Olivia Lee relocated to Seattle from her native Texas in 2013. She is currently Director of Scientific Communications and Education at bluebird bio, a biotechnology company pioneering gene therapies for rare, life-threatening diseases. She is also passionate about the arts and is a 3-year patron of the Piano Series at the Meany Center. An avid pianist herself, she has been selected to participate in the Cliburn International Amateur Piano Competition and Festival, scheduled for October 2022. She looks forward to making her way back to Texas for the event and meeting more fellow pianists.
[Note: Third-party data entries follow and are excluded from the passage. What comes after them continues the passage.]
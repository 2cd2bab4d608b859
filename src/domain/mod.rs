pub mod document;
pub mod error;
pub mod llm_config;
pub mod saved_analysis;
pub mod session;
pub mod team;
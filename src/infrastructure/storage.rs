use once_cell::sync::Lazy;
use regex::Regex;
use std::fs;
use std::io::Write;
use std::path::{Path, PathBuf};

use crate::domain::error::{AppError, Result};

/// Uploaded names become a path component and a store namespace.
static FILE_NAME_PATTERN: Lazy<Regex> =
    Lazy::new(|| Regex::new(r"^[A-Za-z0-9][A-Za-z0-9 _.()\-]*$").unwrap());

pub fn validate_file_name(file_name: &str) -> Result<()> {
    if file_name.len() > 255 || !FILE_NAME_PATTERN.is_match(file_name) || file_name.contains("..")
    {
        return Err(AppError::InputError(format!(
            "Invalid file name: {:?}",
            file_name
        )));
    }
    Ok(())
}

/// Where an uploaded sheet is written before ingestion.
pub fn upload_path(data_dir: &Path, file_name: &str) -> Result<PathBuf> {
    validate_file_name(file_name)?;
    ensure_dir(data_dir)?;
    Ok(data_dir.join(file_name))
}

/// `storage_<file name>` under the storage root.
pub fn history_dir(storage_root: &Path, file_name: &str) -> PathBuf {
    storage_root.join(format!("storage_{}", file_name))
}

/// Write through a sibling temp file so readers never see a partial file.
pub fn write_atomic(path: &Path, contents: &[u8]) -> std::io::Result<()> {
    if let Some(parent) = path.parent() {
        ensure_dir(parent)?;
    }

    let tmp_path = path.with_extension("tmp");
    {
        let mut file = fs::File::create(&tmp_path)?;
        file.write_all(contents)?;
        file.sync_all()?;
    }
    fs::rename(&tmp_path, path)
}

pub fn ensure_dir(path: &Path) -> std::io::Result<()> {
    if !path.exists() {
        fs::create_dir_all(path)?;
    }
    Ok(())
}
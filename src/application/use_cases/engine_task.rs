use super::session_registry::SharedSession;
use crate::domain::error::{AppError, Result};
use crate::domain::session::{EngineTask, SessionState};
use std::future::Future;

/// Drive an engine call for a session that has already been claimed with
/// `SessionState::begin(task)`.
///
/// The call runs on its own tokio task, so it completes (and the busy flag
/// is released) even if the request that started it goes away. `on_success`
/// runs under the session lock; on failure the session is left as it was.
pub async fn run_engine_task<T, F, S>(
    session: SharedSession,
    task: EngineTask,
    call: F,
    on_success: S,
) -> Result<T>
where
    T: Send + 'static,
    F: Future<Output = Result<T>> + Send + 'static,
    S: FnOnce(&mut SessionState, &T) + Send + 'static,
{
    let task_session = session.clone();
    let handle = tokio::spawn(async move {
        let result = call.await;
        let mut state = task_session.lock().await;
        state.finish(task);
        if let Ok(value) = &result {
            on_success(&mut state, value);
        }
        result
    });

    match handle.await {
        Ok(result) => {
            if let Err(e) = &result {
                tracing::warn!(%task, error = %e, "Engine task failed");
            }
            result
        }
        Err(join_error) => {
            session.lock().await.finish(task);
            tracing::error!(%task, error = %join_error, "Engine task aborted");
            Err(AppError::Internal(format!("{} task aborted: {}", task, join_error)))
        }
    }
}
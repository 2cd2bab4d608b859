use figment::providers::{Env, Format, Serialized, Toml};
use figment::Figment;
use serde::{Deserialize, Serialize};
use std::path::PathBuf;

use crate::domain::error::{AppError, Result};
use crate::domain::llm_config::LLMConfig;
use crate::infrastructure::security::keyring::KeyringManager;

pub const CONFIG_FILE: &str = "picklist.toml";
pub const ENV_PREFIX: &str = "PICKLIST_";
const KEYRING_SERVICE: &str = "FrcPicklist";
const OPENAI_KEY_ENV: &str = "OPENAI_API_KEY";

#[derive(Debug, Clone, Serialize, Deserialize)]
pub struct ServerConfig {
    pub host: String,
    pub port: u16,
}

#[derive(Debug, Clone, Serialize, Deserialize)]
pub struct StorageConfig {
    /// Uploaded sheets land here.
    pub data_dir: PathBuf,
    /// Parent of the `storage_<file name>` history stores.
    pub storage_root: PathBuf,
}

#[derive(Debug, Clone, Serialize, Deserialize)]
pub struct SessionConfig {
    /// Sessions untouched for this long are dropped.
    pub idle_ttl_secs: u64,
    pub max_sessions: usize,
}

#[derive(Debug, Clone, Serialize, Deserialize)]
pub struct AppConfig {
    pub server: ServerConfig,
    pub storage: StorageConfig,
    pub sessions: SessionConfig,
    pub llm: LLMConfig,
    pub log_filter: String,
}

impl Default for AppConfig {
    fn default() -> Self {
        Self {
            server: ServerConfig {
                host: "127.0.0.1".to_string(),
                port: 3001,
            },
            storage: StorageConfig {
                data_dir: PathBuf::from("data"),
                storage_root: PathBuf::from("."),
            },
            sessions: SessionConfig {
                idle_ttl_secs: 4 * 60 * 60,
                max_sessions: 64,
            },
            llm: LLMConfig::default(),
            log_filter: "info".to_string(),
        }
    }
}

impl AppConfig {
    /// Defaults, then `picklist.toml`, then `PICKLIST_*` variables
    /// (`PICKLIST_LLM__MODEL=gpt-4o-mini`).
    pub fn load() -> Result<Self> {
        Self::figment(Figment::from(Serialized::defaults(AppConfig::default())))
            .extract()
            .map_err(|e| AppError::ConfigError(e.to_string()))
    }

    fn figment(base: Figment) -> Figment {
        base.merge(Toml::file(CONFIG_FILE))
            .merge(Env::prefixed(ENV_PREFIX).split("__"))
    }
}

/// Resolves the API key an engine call should use.
pub struct ConfigService {
    keyring: KeyringManager,
}

impl ConfigService {
    pub fn new() -> Self {
        Self {
            keyring: KeyringManager::new(KEYRING_SERVICE),
        }
    }

    pub fn save_api_key(&self, provider: &str, key: &str) -> Result<()> {
        self.keyring.set_secret(provider, key)
    }

    /// Session override, then config, then `OPENAI_API_KEY`, then keyring.
    pub fn resolve_api_key(
        &self,
        config: &LLMConfig,
        session_key: Option<&str>,
    ) -> Result<Option<String>> {
        let non_blank = |key: &str| {
            let key = key.trim();
            (!key.is_empty()).then(|| key.to_string())
        };

        if let Some(key) = session_key.and_then(non_blank) {
            return Ok(Some(key));
        }
        if let Some(key) = config.api_key.as_deref().and_then(non_blank) {
            return Ok(Some(key));
        }
        if let Some(key) = std::env::var(OPENAI_KEY_ENV).ok().as_deref().and_then(non_blank) {
            return Ok(Some(key));
        }

        match self.keyring.get_secret(&provider_key(config)) {
            Ok(key) => Ok(key),
            Err(e) => {
                tracing::warn!(error = %e, "Keyring lookup failed");
                Ok(None)
            }
        }
    }
}

impl Default for ConfigService {
    fn default() -> Self {
        Self::new()
    }
}

fn provider_key(config: &LLMConfig) -> String {
    format!("{:?}", config.provider).to_lowercase()
}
Cecilia Paul has held many positions at the University of Washington — the last of which was as Communications Director for the College of Forest Resources. Early in her career, she worked at the Law School, where two life changing events happened: she met her husband Harry, and they were both introduced to the Discover Dance Series through a colleague who encouraged them to get staff subsidized subscriptions. They have been attending together ever since — 40 years and not missing a season! Cecilia says that if she could start over, she’d love to be a dancer. Her love for dance started with Discover Dance, and that strong love is what inspired Cecilia and Harry to fund the Live Music for Dance Endowment at Meany. Cecilia feels strongly that the performing arts are an essential catalyst in uniting our increasingly divided society — she would love to help the board connect with new and diverse audiences.
Sashi Raghupathy combines both the arts and the sciences in her life: an electrical engineer and computer scientist by training, she is also an aspiring artist, especially in areas of visual arts and horticulture. She has been studying pottery making for the past three years and is active within the horticultural community of the Pacific Northwest. Sashi and her husband are also regular attendees and patrons of the Crossroads series at Meany, going back more than 20 years.
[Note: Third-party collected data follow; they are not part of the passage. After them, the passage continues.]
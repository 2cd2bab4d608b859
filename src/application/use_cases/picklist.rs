use super::chat_engine::SummaryChatEngine;
use super::engine_task::run_engine_task;
use super::prompts::{PicklistPromptBuilder, PICKLIST_SYSTEM_PROMPT};
use super::session_registry::SharedSession;
use crate::domain::error::Result;
use crate::domain::llm_config::LLMConfig;
use crate::domain::saved_analysis::SavedAnalysis;
use crate::domain::session::EngineTask;
use serde::Serialize;
use std::sync::Arc;

const MIN_SAVED_FOR_PICKLIST: usize = 2;

#[derive(Debug, Clone, Serialize)]
pub struct Picklist {
    /// Every team named in the instruction, in order.
    pub teams: Vec<String>,
    pub instruction: String,
    pub ranking: String,
}

pub struct PicklistUseCase {
    engine: Arc<SummaryChatEngine>,
}

impl PicklistUseCase {
    pub fn new(engine: Arc<SummaryChatEngine>) -> Self {
        Self { engine }
    }

    /// Rank every saved team. `wanted`/`unwanted`, when given, replace the
    /// session's stored preferences once the request has been accepted.
    pub async fn generate(
        &self,
        session: SharedSession,
        config: &LLMConfig,
        wanted: Option<String>,
        unwanted: Option<String>,
    ) -> Result<Picklist> {
        let (builder, documents) = {
            let mut state = session.lock().await;
            let analyses = state.require_saved_analyses(MIN_SAVED_FOR_PICKLIST)?;

            let (current_wanted, current_unwanted) = state.preferences();
            let wanted = wanted.unwrap_or_else(|| current_wanted.to_string());
            let unwanted = unwanted.unwrap_or_else(|| current_unwanted.to_string());
            let builder = PicklistPromptBuilder::new(state.saved_teams())
                .wanted(&wanted)
                .unwanted(&unwanted);

            state.begin(EngineTask::Picklist)?;
            state.set_preferences(wanted, unwanted);
            let documents = analyses
                .iter()
                .map(SavedAnalysis::to_document)
                .collect::<Vec<_>>();
            (builder, documents)
        };

        let instruction = builder.build();
        tracing::info!(teams = %builder.team_list(), "Generating picklist");

        let engine = self.engine.clone();
        let config = config.clone();
        let message = instruction.clone();

        let ranking = run_engine_task(
            session,
            EngineTask::Picklist,
            async move {
                engine
                    .chat(&config, Some(PICKLIST_SYSTEM_PROMPT), &documents, &message)
                    .await
            },
            |_, _: &String| {},
        )
        .await?;

        Ok(Picklist {
            teams: builder.teams().to_vec(),
            instruction,
            ranking,
        })
    }
}

#[cfg(test)]
mod tests {
    use super::*;
    use crate::application::use_cases::test_support::ScriptedClient;
    use crate::domain::error::AppError;
    use crate::domain::session::SessionState;
    use tokio::sync::Mutex as AsyncMutex;

    fn session_with(saved: &[(&str, &str)]) -> SharedSession {
        let mut state = SessionState::new();
        state.reset_for_upload("week1.csv".to_string(), Vec::new());
        for (team, text) in saved {
            state.save_analysis(team, text);
        }
        Arc::new(AsyncMutex::new(state))
    }

    fn use_case(client: Arc<ScriptedClient>) -> PicklistUseCase {
        PicklistUseCase::new(Arc::new(SummaryChatEngine::new(client)))
    }

    #[tokio::test]
    async fn test_instruction_names_every_saved_team() {
        let client = Arc::new(ScriptedClient::replying(&["1. 254\n2. 1678\n3. 33", "ranked"]));
        let picklist = use_case(client.clone());
        let session = session_with(&[("1678", "- a"), ("254", "- b"), ("33", "- c")]);

        let result = picklist
            .generate(session.clone(), &LLMConfig::default(), None, None)
            .await
            .unwrap();

        assert_eq!(result.teams, vec!["33", "254", "1678"]);
        assert!(result.instruction.contains("These are the current teams 33, 254, 1678."));
        assert_eq!(result.ranking, "1. 254\n2. 1678\n3. 33");
        let call = &client.calls()[0];
        assert!(call.system.starts_with("Create a single picklist of robots."));
        assert_eq!(call.user, result.instruction);

        session.lock().await.save_analysis("971", "- d");
        let result = picklist
            .generate(session, &LLMConfig::default(), None, None)
            .await
            .unwrap();
        assert!(result.instruction.contains("33, 254, 971, 1678."));
    }

    #[tokio::test]
    async fn test_preferences_are_stored_and_applied() {
        let client = Arc::new(ScriptedClient::replying(&["ranked", "ranked again"]));
        let picklist = use_case(client.clone());
        let session = session_with(&[("254", "- b"), ("33", "- c")]);

        let result = picklist
            .generate(
                session.clone(),
                &LLMConfig::default(),
                Some(" amp ".to_string()),
                Some("".to_string()),
            )
            .await
            .unwrap();
        assert!(result.instruction.contains("amp is important."));
        assert!(!result.instruction.contains("not important"));
        assert_eq!(session.lock().await.preferences(), (" amp ", ""));

        let result = picklist
            .generate(session, &LLMConfig::default(), None, Some("defense".to_string()))
            .await
            .unwrap();
        assert!(result.instruction.contains("amp is important. defense is not important."));
    }

    #[tokio::test]
    async fn test_needs_two_saved_analyses() {
        let client = Arc::new(ScriptedClient::replying(&["unused"]));
        let result = use_case(client.clone())
            .generate(
                session_with(&[("254", "- b")]),
                &LLMConfig::default(),
                None,
                None,
            )
            .await;
        assert!(matches!(result, Err(AppError::PreconditionError(_))));
        assert!(client.calls().is_empty());
    }

    #[tokio::test]
    async fn test_rejected_request_keeps_stored_preferences() {
        let client = Arc::new(ScriptedClient::replying(&["unused"]));
        let picklist = use_case(client.clone());

        let session = session_with(&[("254", "- b")]);
        session
            .lock()
            .await
            .set_preferences("amp".to_string(), "defense".to_string());
        let result = picklist
            .generate(
                session.clone(),
                &LLMConfig::default(),
                Some("speaker".to_string()),
                Some("trap".to_string()),
            )
            .await;
        assert!(matches!(result, Err(AppError::PreconditionError(_))));
        assert_eq!(session.lock().await.preferences(), ("amp", "defense"));

        let session = session_with(&[("254", "- b"), ("33", "- c")]);
        session.lock().await.begin(EngineTask::Comparison).unwrap();
        let result = picklist
            .generate(
                session.clone(),
                &LLMConfig::default(),
                Some("speaker".to_string()),
                None,
            )
            .await;
        assert!(matches!(result, Err(AppError::PreconditionError(_))));
        assert_eq!(session.lock().await.preferences(), ("", ""));
        assert!(client.calls().is_empty());
    }
}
Scott VanGerpen was born in Sioux Falls, South Dakota, but did most of his growing up in Helena, Montana. After writing, directing, producing and starring in his own one-man show in his bedroom when he was eight, Scott realized he did not live in the cultural hot-bed that he deserved. Fortunately, patience and time allowed Scott to head “back east” to attend Boston University where he discovered the half-price theater ticket booth and hasn’t looked back since. Even though Scott did not pursue a career in the arts, his engagement with them has not waned. Scott has been attending performances at Meany for at least 30 years; his favorite (so far) was by Senegalese super-star Youssou N’Dour, who had a packed theater of normally reserved Seattleites on their feet dancing in the aisles. For Scott, the arts have always been about connecting with a community on and off the stage, about possibilities, points of view, dialogue and intellectual and emotional engagement.